On 9 December, Chevalier told Cobden that Rouher had drawn up a plan for a commercial treaty which would be submitted for approval by the emperor the next day. However, the Emperor was concerned over the definite advantages France would gain in adopting free trade: Britain was so dependent on trade that she was constantly in fear of war whilst France could endure war with much less inconvenience. Persigny, the French ambassador to Britain, warned the Emperor that war with Britain was a real possibility unless some kind of alliance with Britain was signed, and that with such an alliance in being it did not matter what other European states thought. Rouher presented the Emperor with his commercial plan with sixty pages of favourable arguments, which the Emperor approved. The Emperor announced the treaty in a letter published on 15 January 1860 and it caused fury among the protectionist interests.

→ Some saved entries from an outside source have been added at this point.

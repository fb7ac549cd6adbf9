use bevy::asset::RenderAssetUsages;
use bevy::math::Vec3;
use bevy::prelude::Mesh;
use bevy_render::mesh::{Indices, PrimitiveTopology};
use strand_core::{CylinderMesh, HairError, LineGeometry, SurfaceMesh};

#[derive(Debug, thiserror::Error)]
pub enum MeshConversionError {
    #[error("mesh has no float3 position attribute")]
    NoPositions,
    #[error("expected a triangle list, mesh topology is {0:?}")]
    NotTriangles(PrimitiveTopology),
    #[error(transparent)]
    Hair(#[from] HairError),
}

/// Reads the triangles of a bevy mesh as a sampling surface.
pub fn surface_from_mesh(mesh: &Mesh) -> Result<SurfaceMesh, MeshConversionError> {
    let topology = mesh.primitive_topology();
    if topology != PrimitiveTopology::TriangleList {
        return Err(MeshConversionError::NotTriangles(topology));
    }
    let positions = mesh
        .attribute(Mesh::ATTRIBUTE_POSITION)
        .and_then(|attr| attr.as_float3())
        .ok_or(MeshConversionError::NoPositions)?;
    let flat: Vec<f32> = positions.iter().flatten().copied().collect();
    let indices = mesh
        .indices()
        .map(|indices| indices.iter().map(|i| i as u32).collect());

    let mut surface = SurfaceMesh::from_flat_positions(&flat, indices)?;
    if let Some(normals) = mesh
        .attribute(Mesh::ATTRIBUTE_NORMAL)
        .and_then(|attr| attr.as_float3())
    {
        surface = surface.with_normals(normals.iter().map(|&n| Vec3::from_array(n)).collect());
    }
    Ok(surface)
}

fn float3(geometry: &LineGeometry) -> Vec<[f32; 3]> {
    geometry
        .positions()
        .chunks_exact(3)
        .map(|c| [c[0], c[1], c[2]])
        .collect()
}

pub fn line_mesh(geometry: &LineGeometry) -> Mesh {
    Mesh::new(PrimitiveTopology::LineList, RenderAssetUsages::default())
        .with_inserted_attribute(Mesh::ATTRIBUTE_POSITION, float3(geometry))
}

/// Copies the line positions into `mesh` if they changed since the last sync.
pub fn sync_line_mesh(geometry: &mut LineGeometry, mesh: &mut Mesh) -> bool {
    if !geometry.take_needs_update() {
        return false;
    }
    mesh.insert_attribute(Mesh::ATTRIBUTE_POSITION, float3(geometry));
    true
}

pub fn cylinder_mesh(cylinder: &CylinderMesh) -> Mesh {
    Mesh::new(
        PrimitiveTopology::TriangleList,
        RenderAssetUsages::default(),
    )
    .with_inserted_attribute(Mesh::ATTRIBUTE_POSITION, cylinder.positions.clone())
    .with_inserted_attribute(Mesh::ATTRIBUTE_NORMAL, cylinder.normals.clone())
    .with_inserted_indices(Indices::U32(cylinder.triangles.clone()))
}
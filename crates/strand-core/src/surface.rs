use glam::Vec3;
use rand::{prelude::Distribution, Rng};
use serde::{Deserialize, Serialize};
#[cfg(feature = "bevy")]
use bevy_gizmos::prelude::Gizmos;
#[cfg(feature = "bevy")]
use bevy_color::Color;

use crate::utils::flat_to_triples;
use crate::HairError;

#[derive(Debug, Clone, Copy, PartialEq, Serialize, Deserialize)]
#[serde(default)]
pub struct SamplingConfig {
    pub samples: usize,
    pub seed: u64,
}

impl Default for SamplingConfig {
    fn default() -> Self {
        Self {
            samples: 1,
            seed: 0,
        }
    }
}

/// A point on a surface with its unit normal.
#[derive(Debug, Clone, Copy, PartialEq, Serialize, Deserialize)]
pub struct SamplePoint {
    pub position: Vec3,
    pub normal: Vec3,
}

/// Triangle soup or indexed mesh the hair grows on.
///
/// Without indices, consecutive position triples form the triangles.
/// `normals` and `weights` are optional per-vertex attributes.
#[derive(Debug, Clone, Default)]
pub struct SurfaceMesh {
    pub positions: Vec<Vec3>,
    pub normals: Option<Vec<Vec3>>,
    pub indices: Option<Vec<u32>>,
    pub weights: Option<Vec<f32>>,
}

impl SurfaceMesh {
    pub fn new(positions: Vec<Vec3>, indices: Option<Vec<u32>>) -> Self {
        Self {
            positions,
            normals: None,
            indices,
            weights: None,
        }
    }

    pub fn from_flat_positions(flat: &[f32], indices: Option<Vec<u32>>) -> Result<Self, HairError> {
        Ok(Self::new(flat_to_triples(flat)?, indices))
    }

    pub fn with_normals(mut self, normals: Vec<Vec3>) -> Self {
        self.normals = Some(normals);
        self
    }

    /// Sets the per-vertex weight attribute, `None` restores area-only weighting.
    pub fn with_weights(mut self, weights: Option<Vec<f32>>) -> Self {
        self.weights = weights;
        self
    }

    pub fn vertex_count(&self) -> usize {
        self.positions.len()
    }

    fn triangles(&self) -> Result<Vec<[usize; 3]>, HairError> {
        let vertex_count = self.positions.len();
        match &self.indices {
            Some(indices) => indices
                .chunks_exact(3)
                .map(|tri| {
                    let mut result = [0; 3];
                    for (dst, &index) in result.iter_mut().zip(tri) {
                        if index as usize >= vertex_count {
                            return Err(HairError::InvalidIndex {
                                index,
                                vertex_count,
                            });
                        }
                        *dst = index as usize;
                    }
                    Ok(result)
                })
                .collect(),
            None => Ok((0..vertex_count / 3)
                .map(|i| [3 * i, 3 * i + 1, 3 * i + 2])
                .collect()),
        }
    }
}

/// Picks points on a surface with probability proportional to triangle area,
/// optionally scaled by the summed vertex weights of each triangle.
#[derive(Debug)]
pub struct SurfaceSampler<'a> {
    mesh: &'a SurfaceMesh,
    triangles: Vec<[usize; 3]>,
    cumulative: Vec<f32>,
    last_weighted: usize,
}

impl<'a> SurfaceSampler<'a> {
    pub fn build(mesh: &'a SurfaceMesh) -> Result<Self, HairError> {
        let triangles = mesh.triangles()?;
        if triangles.is_empty() {
            return Err(HairError::EmptySurface);
        }
        if let Some(weights) = &mesh.weights {
            if weights.len() != mesh.vertex_count() {
                return Err(HairError::WeightCountMismatch {
                    weights: weights.len(),
                    vertices: mesh.vertex_count(),
                });
            }
        }
        if let Some(normals) = &mesh.normals {
            if normals.len() != mesh.vertex_count() {
                return Err(HairError::NormalCountMismatch {
                    normals: normals.len(),
                    vertices: mesh.vertex_count(),
                });
            }
        }

        let mut cumulative = Vec::with_capacity(triangles.len());
        let mut total = 0f32;
        let mut last_weighted = 0;
        for (i, &[a, b, c]) in triangles.iter().enumerate() {
            let (pa, pb, pc) = (mesh.positions[a], mesh.positions[b], mesh.positions[c]);
            let area = 0.5 * (pb - pa).cross(pc - pa).length();
            let vertex_weight = mesh
                .weights
                .as_ref()
                .map(|w| w[a] + w[b] + w[c])
                .unwrap_or(1.);
            let weight = area * vertex_weight;
            if weight > 0. && weight.is_finite() {
                total += weight;
                last_weighted = i;
            }
            cumulative.push(total);
        }

        if !(total > 0. && total.is_finite()) {
            return Err(HairError::DegenerateSurface { total });
        }
        tracing::debug!(
            triangles = triangles.len(),
            total_weight = total,
            "built surface sampler"
        );

        Ok(Self {
            mesh,
            triangles,
            cumulative,
            last_weighted,
        })
    }

    pub fn total_weight(&self) -> f32 {
        self.cumulative.last().copied().unwrap_or_default()
    }

    fn pick_triangle<R: Rng + ?Sized>(&self, rng: &mut R) -> usize {
        let r = rng.gen_range(0f32..self.total_weight());
        let i = self.cumulative.partition_point(|&c| c <= r);
        // rounding at the top of the range can step past the last weighted face
        if i > self.last_weighted {
            self.last_weighted
        } else {
            i
        }
    }

    fn sample_face<R: Rng + ?Sized>(&self, face: usize, rng: &mut R) -> SamplePoint {
        let [a, b, c] = self.triangles[face];
        let positions = &self.mesh.positions;
        let (pa, pb, pc) = (positions[a], positions[b], positions[c]);

        let mut u: f32 = rng.gen();
        let mut v: f32 = rng.gen();
        if u + v > 1. {
            u = 1. - u;
            v = 1. - v;
        }
        let position = pa + (pb - pa) * u + (pc - pa) * v;

        let face_normal = (pb - pa).cross(pc - pa).normalize();
        let normal = self
            .mesh
            .normals
            .as_ref()
            .and_then(|n| {
                let w = 1. - u - v;
                (n[a] * w + n[b] * u + n[c] * v).try_normalize()
            })
            .unwrap_or(face_normal);

        SamplePoint { position, normal }
    }
}

impl Distribution<SamplePoint> for SurfaceSampler<'_> {
    fn sample<R: Rng + ?Sized>(&self, rng: &mut R) -> SamplePoint {
        let face = self.pick_triangle(rng);
        self.sample_face(face, rng)
    }
}

pub fn sample_points(
    mesh: &SurfaceMesh,
    count: usize,
    rng: &mut impl Rng,
) -> Result<Vec<SamplePoint>, HairError> {
    let sampler = SurfaceSampler::build(mesh)?;
    Ok(rng.sample_iter(&sampler).take(count).collect())
}

/// Strand roots drawn from a surface.
#[derive(Debug, Clone, Default)]
pub struct HairRoots {
    pub points: Vec<SamplePoint>,
}

impl crate::VisualDebug for HairRoots {
    type Flags = bool;
    #[cfg(feature = "bevy")]
    fn debug(&self, gizmos: &mut Gizmos, debug_flags: bool) {
        if debug_flags {
            for p in &self.points {
                gizmos.arrow(p.position, p.position + 0.2 * p.normal, Color::srgb(0.9, 0.2, 0.2));
            }
        }
    }
}
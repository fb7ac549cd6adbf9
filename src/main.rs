use bevy::asset::AssetMetaCheck;
use bevy::prelude::*;

use hair_strands::camera::{handle_orbit_input, update_orbit_camera};
use hair_strands::loading::{scalp_status, ScalpStatus};
use hair_strands::{
    cylinder_mesh, line_mesh, surface_from_mesh, DebugFlags, Hair, HairConfigAsset,
    HairConfigLoader, HairLine, MeshConversionError, OrbitControls, ScalpSource,
};

#[derive(Debug)]
enum Stage {
    WaitingForConfig,
    LoadingScalp(ScalpSource),
    Grow(Entity),
    Running,
    Failed,
}

#[derive(Resource)]
struct HairScene {
    config: Handle<HairConfigAsset>,
    stage: Stage,
    seed: u64,
}

fn main() {
    let mut app = App::new();
    app.add_plugins(
        DefaultPlugins
            .set(WindowPlugin {
                primary_window: Some(Window {
                    canvas: Some("#bevy".into()),
                    ..default()
                }),
                ..default()
            })
            .set(AssetPlugin {
                meta_check: AssetMetaCheck::Never,
                ..default()
            }),
    )
    .init_asset::<HairConfigAsset>()
    .register_asset_loader(HairConfigLoader)
    .insert_resource(ClearColor(Color::srgb(0.75, 0.75, 0.72)))
    .init_resource::<DebugFlags>()
    .add_systems(Startup, setup)
    .add_systems(
        Update,
        (
            handle_input,
            handle_orbit_input,
            update_orbit_camera,
            load_scalp,
            grow_hair,
            simulate_hair,
            visual_debug,
        )
            .chain(),
    )
    .run();
}

fn setup(mut commands: Commands, server: Res<AssetServer>) {
    let config: Handle<HairConfigAsset> = server.load("hair_config.toml");
    commands.insert_resource(HairScene {
        config,
        stage: Stage::WaitingForConfig,
        seed: 0,
    });
    commands.spawn((
        DirectionalLight::default(),
        Transform::from_xyz(2., 4., 3.).looking_at(Vec3::ZERO, Vec3::Y),
    ));
}

fn handle_input(
    keyboard: Res<ButtonInput<KeyCode>>,
    mut scene: ResMut<HairScene>,
    mut flags: ResMut<DebugFlags>,
    scalps: Query<Entity, With<Hair>>,
) {
    if keyboard.just_pressed(KeyCode::Space) {
        if let Ok(scalp) = scalps.get_single() {
            scene.seed += 1;
            scene.stage = Stage::Grow(scalp);
        }
    }
    if keyboard.just_pressed(KeyCode::KeyR) {
        flags.roots ^= true;
    }
    if keyboard.just_pressed(KeyCode::KeyS) {
        flags.strands ^= true;
    }
    if keyboard.just_pressed(KeyCode::KeyD) {
        flags.chains ^= true;
    }
}

fn load_scalp(
    mut commands: Commands,
    mut scene: ResMut<HairScene>,
    configs: Res<Assets<HairConfigAsset>>,
    server: Res<AssetServer>,
    mut meshes: ResMut<Assets<Mesh>>,
    mut materials: ResMut<Assets<StandardMaterial>>,
) {
    let scene = &mut *scene;
    let next = match &scene.stage {
        Stage::WaitingForConfig => {
            let Some(config) = configs.get(&scene.config) else {
                return;
            };
            commands.spawn((
                Camera3d::default(),
                bevy::core_pipeline::tonemapping::Tonemapping::None,
                OrbitControls::new(config.camera),
            ));
            scene.seed = config.sampling.seed;
            Stage::LoadingScalp(match &config.render.scalp_model {
                Some(path) => ScalpSource::model(&server, path),
                None => ScalpSource::builtin(&mut meshes),
            })
        }
        Stage::LoadingScalp(source) => match scalp_status(source, &server, &meshes) {
            ScalpStatus::Pending => return,
            ScalpStatus::Failed => Stage::Failed,
            ScalpStatus::Ready => {
                let scalp = commands
                    .spawn((
                        Mesh3d(source.handle().clone()),
                        MeshMaterial3d(materials.add(Color::srgb(0.85, 0.7, 0.6))),
                    ))
                    .id();
                Stage::Grow(scalp)
            }
        },
        _ => return,
    };
    scene.stage = next;
}

fn grow_hair(
    mut commands: Commands,
    mut scene: ResMut<HairScene>,
    configs: Res<Assets<HairConfigAsset>>,
    scalps: Query<&Mesh3d>,
    old_lines: Query<Entity, With<HairLine>>,
    mut meshes: ResMut<Assets<Mesh>>,
    mut materials: ResMut<Assets<StandardMaterial>>,
) {
    let Stage::Grow(scalp) = scene.stage else {
        return;
    };
    let (Some(config), Ok(Mesh3d(handle))) = (configs.get(&scene.config), scalps.get(scalp)) else {
        return;
    };
    let Some(mesh) = meshes.get(handle) else {
        return;
    };

    let hair = surface_from_mesh(mesh)
        .and_then(|surface| {
            Hair::grow(surface, config, scene.seed).map_err(MeshConversionError::from)
        });
    let mut hair = match hair {
        Ok(hair) => hair,
        Err(e) => {
            error!("could not grow hair: {e}");
            scene.stage = Stage::Failed;
            return;
        }
    };

    for e in &old_lines {
        commands.entity(e).despawn_recursive();
    }

    let [r, g, b, a] = config.style.color;
    // one material for every strand
    let material = materials.add(StandardMaterial {
        base_color: Color::srgba(r, g, b, a),
        unlit: true,
        ..default()
    });

    let mut children = Vec::new();
    if config.render.cylinders {
        match hair.cylinders(config) {
            Ok(cylinders) => {
                for c in &cylinders {
                    let mesh = meshes.add(cylinder_mesh(c));
                    let line = commands.spawn((Mesh3d(mesh), MeshMaterial3d(material.clone()), HairLine));
                    children.push(line.id());
                }
            }
            Err(e) => warn!("no strand cylinders: {e}"),
        }
    } else {
        for simulator in &hair.simulation.simulators {
            let mesh = meshes.add(line_mesh(simulator.geometry()));
            hair.line_meshes.push(mesh.clone());
            let line = commands.spawn((Mesh3d(mesh), MeshMaterial3d(material.clone()), HairLine));
            children.push(line.id());
        }
    }

    commands.entity(scalp).add_children(&children).insert(hair);
    scene.stage = Stage::Running;
}

fn simulate_hair(
    scene: Res<HairScene>,
    configs: Res<Assets<HairConfigAsset>>,
    mut hairs: Query<&mut Hair>,
    mut meshes: ResMut<Assets<Mesh>>,
) {
    let Some(config) = configs.get(&scene.config) else {
        return;
    };
    if config.render.cylinders {
        return;
    }
    for mut hair in &mut hairs {
        hair.step(&mut meshes);
    }
}

fn visual_debug(hairs: Query<&Hair>, flags: Res<DebugFlags>, mut gizmos: Gizmos) {
    for hair in &hairs {
        hair.debug(&mut gizmos, *flags);
    }
}
//! Configuration options for the environment and the proxy repository.

use std::path::PathBuf;
use std::time::Duration;

/// Configuration options for opening an environment.
#[derive(Debug, Clone)]
pub struct Options {
    /// Create the environment directory if it doesn't exist.
    /// Default: true
    pub create_if_missing: bool,

    /// Error if the environment already exists.
    /// Default: false
    pub error_if_exists: bool,

    /// Maximum number of named tables, the catalog excluded.
    /// Default: 32
    pub max_tables: usize,

    /// Maximum number of concurrently open read transactions.
    /// Default: 126
    pub max_readers: usize,

    /// Upper bound on the approximate live size of the store (in bytes).
    /// Default: 1GB
    pub max_store_size: usize,

    /// Capacity of the writer's command queue. Callers block when it is full.
    /// Default: 1000
    pub command_queue_capacity: usize,

    /// Commit the open write transaction after this many commands.
    /// Default: 1000
    pub auto_commit_max_items: usize,

    /// Commit the open write transaction once it has been open this long.
    /// Default: 100ms
    pub auto_commit_interval: Duration,

    /// Fsync the WAL on every commit rather than only on `sync()`.
    /// Default: false
    pub sync_on_commit: bool,

    /// Write a checkpoint once the active WAL grows past this size (in bytes).
    /// Default: 64MB
    pub checkpoint_wal_size: u64,

    /// Compression applied to checkpoint entries.
    /// Default: CompressionType::Snappy
    pub compression: CompressionType,
}

impl Default for Options {
    fn default() -> Self {
        Self {
            create_if_missing: true,
            error_if_exists: false,
            max_tables: 32,
            max_readers: 126,
            max_store_size: 1024 * 1024 * 1024, // 1GB
            command_queue_capacity: 1000,
            auto_commit_max_items: 1000,
            auto_commit_interval: Duration::from_millis(100),
            sync_on_commit: false,
            checkpoint_wal_size: 64 * 1024 * 1024, // 64MB
            compression: CompressionType::default(),
        }
    }
}

/// Compression algorithms supported for checkpoints.
#[derive(Debug, Clone, Copy, PartialEq, Eq)]
#[repr(u8)]
pub enum CompressionType {
    /// No compression.
    None = 0,

    /// Snappy compression (fast, moderate compression ratio).
    #[cfg(feature = "snappy")]
    Snappy = 1,
}

impl CompressionType {
    /// Convert from u8
    pub fn from_u8(value: u8) -> Option<Self> {
        match value {
            0 => Some(CompressionType::None),
            #[cfg(feature = "snappy")]
            1 => Some(CompressionType::Snappy),
            _ => None,
        }
    }
}

impl Default for CompressionType {
    fn default() -> Self {
        #[cfg(feature = "snappy")]
        return CompressionType::Snappy;

        #[cfg(not(feature = "snappy"))]
        CompressionType::None
    }
}

impl Options {
    /// Creates a new Options with default values.
    pub fn new() -> Self {
        Self::default()
    }

    /// Sets whether to create the environment if it doesn't exist.
    pub fn create_if_missing(mut self, value: bool) -> Self {
        self.create_if_missing = value;
        self
    }

    /// Sets the maximum number of tables.
    pub fn max_tables(mut self, value: usize) -> Self {
        self.max_tables = value;
        self
    }

    /// Sets the maximum number of concurrent readers.
    pub fn max_readers(mut self, value: usize) -> Self {
        self.max_readers = value;
        self
    }

    /// Sets the store size limit.
    pub fn max_store_size(mut self, size: usize) -> Self {
        self.max_store_size = size;
        self
    }

    /// Sets the command queue capacity.
    pub fn command_queue_capacity(mut self, value: usize) -> Self {
        self.command_queue_capacity = value;
        self
    }

    /// Sets the auto-commit policy.
    pub fn auto_commit(mut self, max_items: usize, interval: Duration) -> Self {
        self.auto_commit_max_items = max_items;
        self.auto_commit_interval = interval;
        self
    }

    /// Sets whether every commit is fsynced.
    pub fn sync_on_commit(mut self, value: bool) -> Self {
        self.sync_on_commit = value;
        self
    }

    /// Sets the WAL size that triggers a checkpoint.
    pub fn checkpoint_wal_size(mut self, size: u64) -> Self {
        self.checkpoint_wal_size = size;
        self
    }

    /// Sets the checkpoint compression algorithm.
    pub fn compression(mut self, compression: CompressionType) -> Self {
        self.compression = compression;
        self
    }

    /// Validates the options and returns an error if any are invalid.
    pub fn validate(&self) -> crate::Result<()> {
        if self.max_tables == 0 {
            return Err(crate::Error::invalid_argument("max_tables must be > 0"));
        }
        if self.max_readers == 0 {
            return Err(crate::Error::invalid_argument("max_readers must be > 0"));
        }
        if self.max_store_size == 0 {
            return Err(crate::Error::invalid_argument("max_store_size must be > 0"));
        }
        if self.command_queue_capacity == 0 {
            return Err(crate::Error::invalid_argument("command_queue_capacity must be > 0"));
        }
        if self.auto_commit_max_items == 0 {
            return Err(crate::Error::invalid_argument("auto_commit_max_items must be > 0"));
        }
        if self.auto_commit_interval.is_zero() {
            return Err(crate::Error::invalid_argument("auto_commit_interval must be > 0"));
        }
        if self.checkpoint_wal_size == 0 {
            return Err(crate::Error::invalid_argument("checkpoint_wal_size must be > 0"));
        }
        Ok(())
    }
}

/// How the periodic sweep decides that an open aggregate should be closed.
#[derive(Debug, Clone, Copy, PartialEq, Eq, Default)]
pub enum CloseMode {
    /// Close when the item cap, the byte cap or the age limit is reached.
    #[default]
    AnyThreshold,

    /// Close only when the item cap, the byte cap and the age limit are all reached.
    AllThresholds,
}

/// Bounds applied when packing items into aggregates.
#[derive(Debug, Clone)]
pub struct AggregatorConfig {
    /// Maximum number of items in one aggregate.
    /// Default: 1000
    pub max_items_per_aggregate: u32,

    /// Maximum accumulated item bytes in one aggregate.
    /// Default: 1GB
    pub max_bytes_per_aggregate: u64,

    /// Maximum age of an open aggregate before the sweep closes it.
    /// Default: 10 minutes
    pub max_aggregate_age: Duration,

    /// Threshold combination used by the sweep.
    /// Default: CloseMode::AnyThreshold
    pub close_mode: CloseMode,
}

impl Default for AggregatorConfig {
    fn default() -> Self {
        Self {
            max_items_per_aggregate: 1000,
            max_bytes_per_aggregate: 1024 * 1024 * 1024,
            max_aggregate_age: Duration::from_secs(600),
            close_mode: CloseMode::default(),
        }
    }
}

/// Configuration for a [`ProxyRepo`](crate::ProxyRepo).
#[derive(Debug, Clone)]
pub struct RepoConfig {
    /// Directory holding the environment.
    pub db_dir: PathBuf,

    /// Environment options.
    pub options: Options,

    /// Aggregation bounds.
    pub aggregator: AggregatorConfig,

    /// Number of consumed queue entries deleted per trimming batch.
    /// Default: 1000
    pub queue_delete_batch_size: u64,
}

impl RepoConfig {
    /// Creates a configuration for the given directory with default settings.
    pub fn new(db_dir: impl Into<PathBuf>) -> Self {
        Self {
            db_dir: db_dir.into(),
            options: Options::default(),
            aggregator: AggregatorConfig::default(),
            queue_delete_batch_size: 1000,
        }
    }

    /// Sets the environment options.
    pub fn options(mut self, options: Options) -> Self {
        self.options = options;
        self
    }

    /// Sets the aggregation bounds.
    pub fn aggregator(mut self, aggregator: AggregatorConfig) -> Self {
        self.aggregator = aggregator;
        self
    }

    /// Sets the queue trimming batch size.
    pub fn queue_delete_batch_size(mut self, size: u64) -> Self {
        self.queue_delete_batch_size = size;
        self
    }

    /// Validates the configuration.
    pub fn validate(&self) -> crate::Result<()> {
        self.options.validate()?;
        if self.aggregator.max_items_per_aggregate == 0 {
            return Err(crate::Error::invalid_argument("max_items_per_aggregate must be > 0"));
        }
        if self.aggregator.max_bytes_per_aggregate == 0 {
            return Err(crate::Error::invalid_argument("max_bytes_per_aggregate must be > 0"));
        }
        if self.queue_delete_batch_size == 0 {
            return Err(crate::Error::invalid_argument("queue_delete_batch_size must be > 0"));
        }
        Ok(())
    }
}

#[cfg(test)]
mod tests {
    use super::*;

    #[test]
    fn test_default_options() {
        let opts = Options::default();
        assert!(opts.create_if_missing);
        assert!(!opts.error_if_exists);
        assert_eq!(opts.auto_commit_max_items, 1000);
        assert_eq!(opts.auto_commit_interval, Duration::from_millis(100));
    }

    #[test]
    fn test_options_builder() {
        let opts = Options::new()
            .max_tables(8)
            .auto_commit(10, Duration::from_millis(5))
            .sync_on_commit(true);

        assert_eq!(opts.max_tables, 8);
        assert_eq!(opts.auto_commit_max_items, 10);
        assert_eq!(opts.auto_commit_interval, Duration::from_millis(5));
        assert!(opts.sync_on_commit);
    }

    #[test]
    fn test_options_validation() {
        let mut opts = Options::default();
        assert!(opts.validate().is_ok());

        opts.max_readers = 0;
        assert!(opts.validate().is_err());

        opts.max_readers = 4;
        opts.auto_commit_interval = Duration::ZERO;
        assert!(opts.validate().is_err());
    }

    #[test]
    fn test_repo_config_validation() {
        let config = RepoConfig::new("/tmp/proxy");
        assert!(config.validate().is_ok());
        assert_eq!(config.aggregator.close_mode, CloseMode::AnyThreshold);

        let config = RepoConfig::new("/tmp/proxy").queue_delete_batch_size(0);
        assert!(config.validate().is_err());
    }
}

Princeton University economist Gene Grossman described the treaty as the "first modern trade agreement." According to Stephen Krasner, the treaty set off a "golden age of free trade".

==Signing==
On 23 January 1860 at the British Foreign Office, the plenipotentiaries of both nations signed and sealed the treaty. Lord Cowley, the British Ambassador to France, and Cobden signed on behalf of Britain, and Jules Baroche, the French Foreign Minister, and Rouher for France. However, it was then discovered that it had been written in the treaty of English coke and coal rather than British, and harbour when it was meant shipping. The treaty was re-written and signed and sealed on 29 January.

==Effects==
The treaty reduced French duties on most British manufactured goods to levels not above 30% and reduced British duties on French wines and brandy. In consequence the value of British exports to France more than doubled in the 1860s and the importation of French wines into Britain also doubled. France ended the treaty in 1892 in favour of the Méline tariff.

According to a 2022 study, the treaty substantially increased trade between members of the treaty.